Comics - Cartoons Competition Winners


The winners are announced for Cartoons Competition by the Jerusalem Press Club and the Israeli Cartoon and Comics Museum ...

[Note - I know, I know this probably shouldn't really be on here but, one year on from the brutality of the Charlie Hebdo massacre it is good to see something so positive coming out of it. Here's the press release, as I thought it deserved some coverage. Susan]

The Jerusalem Press Club (www.jerusalempressclub.com) and the Israeli Cartoon Museum launched a competition among high-school students in Israel, for the best cartoons dealing with the issues of how to relate to the Other, to the Different, to the Believer in other religion.
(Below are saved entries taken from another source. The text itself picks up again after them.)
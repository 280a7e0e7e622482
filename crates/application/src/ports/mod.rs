pub mod allocator;
pub mod reactor;
pub mod resolver_engine;

pub use allocator::{Allocation, AllocationId, MemoryAllocator, SharedAllocator};
pub use reactor::{Reactor, TimerHandle, TimerKind, TimerToken};
pub use resolver_engine::{EngineOutcome, ExternalHandle, ResolverEngine};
The terrorist attack on the French magazine Charlie Hebdo raised several questions:How to balance between criticism of religious and social institutions and personalities and the need not to hurt religious feelings? Should the freedom of the cartoonists be limited, because of their work by certain audiences? Adults have been debating this heatedly. Maybe children, with their fresh outlook, expressed artistically in cartoons, could come up with surprising ideas.

The competition, titled “Cartoon, Criticism, Care”, with world renowned cartoonists as jury, has resulted in an exhibition in Jerusalem, displaying the best 20 cartoons. The exhibition will open today, the first anniversary of the attack on Charlie Hebdo. The winner cartoon will be offered to leading newspapers all around the world, and will hopefully run simultaneously and reach millions of readers.

 Here are the top prize winners, with their own personal reasons for their cartoons.

First Prize - The Rabbinate (made by Amit Katz, age 17, from Hadera)


"In Israel, people have to marry under the auspices of the Chief Rabbinate, even if they wish to marry in different ways. In order to marry their loved ones, people have to act like marionettes."

Second Prize - Fun at the Beach 2116 (made by Iosefa Jacobovici, 16, Ra'anana)


"This is the "fun" people will have on their beaches 100 years from now. In the spirit of the competition, I chose to shame the results of the pollution, not the people who are responsible for it."

Third Prize - Haaretz Hayom (made by Hava Herman, 15, Jerusalem)


"By pretending to read high-brow elitist Haaretz newspaper while actually reading popular Yisrael Hayom, the man hides from his partner the views with which he really identifies."